(DATA PROVIDED)

use std::path::Path;
use std::pin::Pin;
use std::sync::Arc;

use device_plugin_pb::api::device_plugin_server::DevicePlugin;
use device_plugin_pb::api::device_plugin_server::DevicePluginServer;
use device_plugin_pb::api::registration_client::RegistrationClient;
use device_plugin_pb::api::AllocateRequest;
use device_plugin_pb::api::AllocateResponse;
use device_plugin_pb::api::DevicePluginOptions;
use device_plugin_pb::api::Empty;
use device_plugin_pb::api::ListAndWatchResponse;
use device_plugin_pb::api::PreStartContainerRequest;
use device_plugin_pb::api::PreStartContainerResponse;
use device_plugin_pb::api::PreferredAllocationRequest;
use device_plugin_pb::api::PreferredAllocationResponse;
use device_plugin_pb::api::RegisterRequest;
use device_plugin_pb::API_VERSION;
use futures::Stream;
use hyper_util::rt::TokioIo;
use tokio::net::UnixListener;
use tokio::net::UnixStream;
use tokio::sync::mpsc;
use tokio_util::sync::CancellationToken;
use tonic::transport::Channel;
use tonic::transport::Endpoint;
use tonic::transport::Uri;
use tonic::Request;
use tonic::Response;
use tonic::Result as TonicResult;
use tonic::Status;
use tower::service_fn;
use tracing::debug;
use tracing::error;
use tracing::info;

use super::ResourceSession;

/// Buffered advertise messages before the session waits for the kubelet.
const ADVERTISE_BUFFER: usize = 4;

/// Kubelet device plugin serving one resource from a [`ResourceSession`].
#[derive(Debug)]
pub struct CxiDevicePlugin {
    /// socket file name inside the device plugin directory
    endpoint: String,
    /// resource name (e.g. "beta.hpe.com/cxi")
    resource_name: String,
    session: Arc<ResourceSession>,
}

impl CxiDevicePlugin {
    pub fn new(
        endpoint: String,
        resource_name: String,
        session: Arc<ResourceSession>,
    ) -> Arc<Self> {
        Arc::new(Self {
            endpoint,
            resource_name,
            session,
        })
    }

    pub fn endpoint(&self) -> &str {
        &self.endpoint
    }

    /// start device plugin server
    pub async fn start(
        self: &Arc<Self>,
        socket_path: &Path,
        cancellation_token: CancellationToken,
    ) -> anyhow::Result<()> {
        info!("start device plugin server: {}", socket_path.display());

        // clean up old socket file if it exists
        if socket_path.exists() {
            std::fs::remove_file(socket_path)?;
        }

        let listener = UnixListener::bind(socket_path)?;
        let device_plugin_server = DevicePluginServer::new(DevicePluginService::new(self.clone()));

        info!("gRPC server is bound to: {}", socket_path.display());

        tokio::spawn(async move {
            let result = tonic::transport::Server::builder()
                .add_service(device_plugin_server)
                .serve_with_incoming_shutdown(
                    tokio_stream::wrappers::UnixListenerStream::new(listener),
                    async move {
                        cancellation_token.cancelled().await;
                        info!("shutting down gRPC server");
                    },
                )
                .await;
            if let Err(e) = result {
                error!("device plugin server failed: {e}");
            }
        });

        Ok(())
    }

    /// register device plugin with kubelet
    pub async fn register_with_kubelet(&self, kubelet_socket: &Path) -> anyhow::Result<()> {
        info!(
            "registering device plugin with kubelet: {}",
            kubelet_socket.display()
        );

        let channel = create_uds_channel(kubelet_socket).await?;
        let mut client = RegistrationClient::new(channel);

        let request = RegisterRequest {
            version: API_VERSION.to_string(),
            endpoint: self.endpoint.clone(),
            resource_name: self.resource_name.clone(),
            options: Some(DevicePluginOptions::default()),
        };

        match client.register(Request::new(request)).await {
            Ok(_) => {
                info!(
                    "successfully registered {} with kubelet",
                    self.resource_name
                );
                Ok(())
            }
            Err(e) => Err(anyhow::anyhow!("registration failed: {e}")),
        }
    }
}

/// create Unix Domain Socket client connection
pub async fn create_uds_channel(socket_path: &Path) -> anyhow::Result<Channel> {
    let socket_path = socket_path.to_path_buf();

    // The HTTP URL is a placeholder since we're using Unix socket connector
    let channel = Endpoint::from_static("http://tonic")
        .connect_with_connector(service_fn(move |_: Uri| {
            let socket_path = socket_path.clone();
            async move {
                match UnixStream::connect(socket_path).await {
                    Ok(stream) => Ok(TokioIo::new(stream)),
                    Err(e) => Err(Box::new(e) as Box<dyn std::error::Error + Send + Sync>),
                }
            }
        }))
        .await?;

    Ok(channel)
}

/// gRPC face of a [`CxiDevicePlugin`].
#[derive(Debug)]
pub struct DevicePluginService {
    device_plugin: Arc<CxiDevicePlugin>,
}

impl DevicePluginService {
    pub fn new(device_plugin: Arc<CxiDevicePlugin>) -> Self {
        Self { device_plugin }
    }
}

#[tonic::async_trait]
impl DevicePlugin for DevicePluginService {
    async fn get_device_plugin_options(
        &self,
        _request: Request<Empty>,
    ) -> TonicResult<Response<DevicePluginOptions>> {
        debug!("getting device plugin options");
        Ok(Response::new(DevicePluginOptions::default()))
    }

    type ListAndWatchStream =
        Pin<Box<dyn Stream<Item = Result<ListAndWatchResponse, Status>> + Send>>;

    async fn list_and_watch(
        &self,
        _request: Request<Empty>,
    ) -> TonicResult<Response<Self::ListAndWatchStream>> {
        info!("starting to watch device list");

        let (tx, rx) = mpsc::channel(ADVERTISE_BUFFER);
        let session = self.device_plugin.session.clone();

        tokio::spawn(async move {
            if let Err(e) = session.advertise(tx.clone()).await {
                error!("advertising devices failed: {e:?}");
                let _ = tx.send(Err(Status::internal(e.to_string()))).await;
            }
            info!("device watch task stopped");
        });

        let stream = tokio_stream::wrappers::ReceiverStream::new(rx);
        Ok(Response::new(Box::pin(stream)))
    }

    async fn get_preferred_allocation(
        &self,
        request: Request<PreferredAllocationRequest>,
    ) -> TonicResult<Response<PreferredAllocationResponse>> {
        debug!("getting preferred device allocation: {:?}", request.into_inner());
        Ok(Response::new(PreferredAllocationResponse {
            container_responses: vec![],
        }))
    }

    async fn allocate(
        &self,
        request: Request<AllocateRequest>,
    ) -> TonicResult<Response<AllocateResponse>> {
        let req = request.into_inner();
        info!("allocating devices: {:?}", req);

        match self.device_plugin.session.allocate(req).await {
            Ok(response) => {
                info!(
                    "device allocation completed for {} containers",
                    response.container_responses.len()
                );
                Ok(Response::new(response))
            }
            Err(e) => {
                error!("allocation failed: {e:?}");
                Err(Status::internal(e.to_string()))
            }
        }
    }

    async fn pre_start_container(
        &self,
        request: Request<PreStartContainerRequest>,
    ) -> TonicResult<Response<PreStartContainerResponse>> {
        debug!("pre-start container: {:?}", request.into_inner());
        Ok(Response::new(PreStartContainerResponse {}))
    }
}
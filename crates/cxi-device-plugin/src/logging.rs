//! Process-wide tracing setup for the commands.

use std::path::Path;

use utils::logging::WorkerGuard;

/// Installs the global subscriber. With a log path, events are mirrored into
/// a rotated file and the returned guard keeps the writer alive.
pub fn init(log_path: Option<&Path>) -> Option<WorkerGuard> {
    let Some(log_path) = log_path else {
        utils::logging::init();
        return None;
    };

    match utils::logging::init_with_file(log_path) {
        Ok(guard) => Some(guard),
        Err(e) => {
            utils::logging::init();
            tracing::warn!("File logging disabled: {e}");
            None
        }
    }
}
fn main() -> Result<(), Box<dyn std::error::Error>> {
    tonic_build::configure()
        .build_server(true)
        .build_client(true)
        .compile_protos(&["proto/api.proto"], &["proto"])?;
    println!("cargo:rerun-if-changed=proto/api.proto");
    Ok(())
}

(End DATA PROVIDED)

Only the lines holding the string "RegistrationClient" are needed; copy each of them from the material above.

**SOLUTION FOR THIS PROBLEM:**
use device_plugin_pb::api::registration_client::RegistrationClient;
        let mut client = RegistrationClient::new(channel);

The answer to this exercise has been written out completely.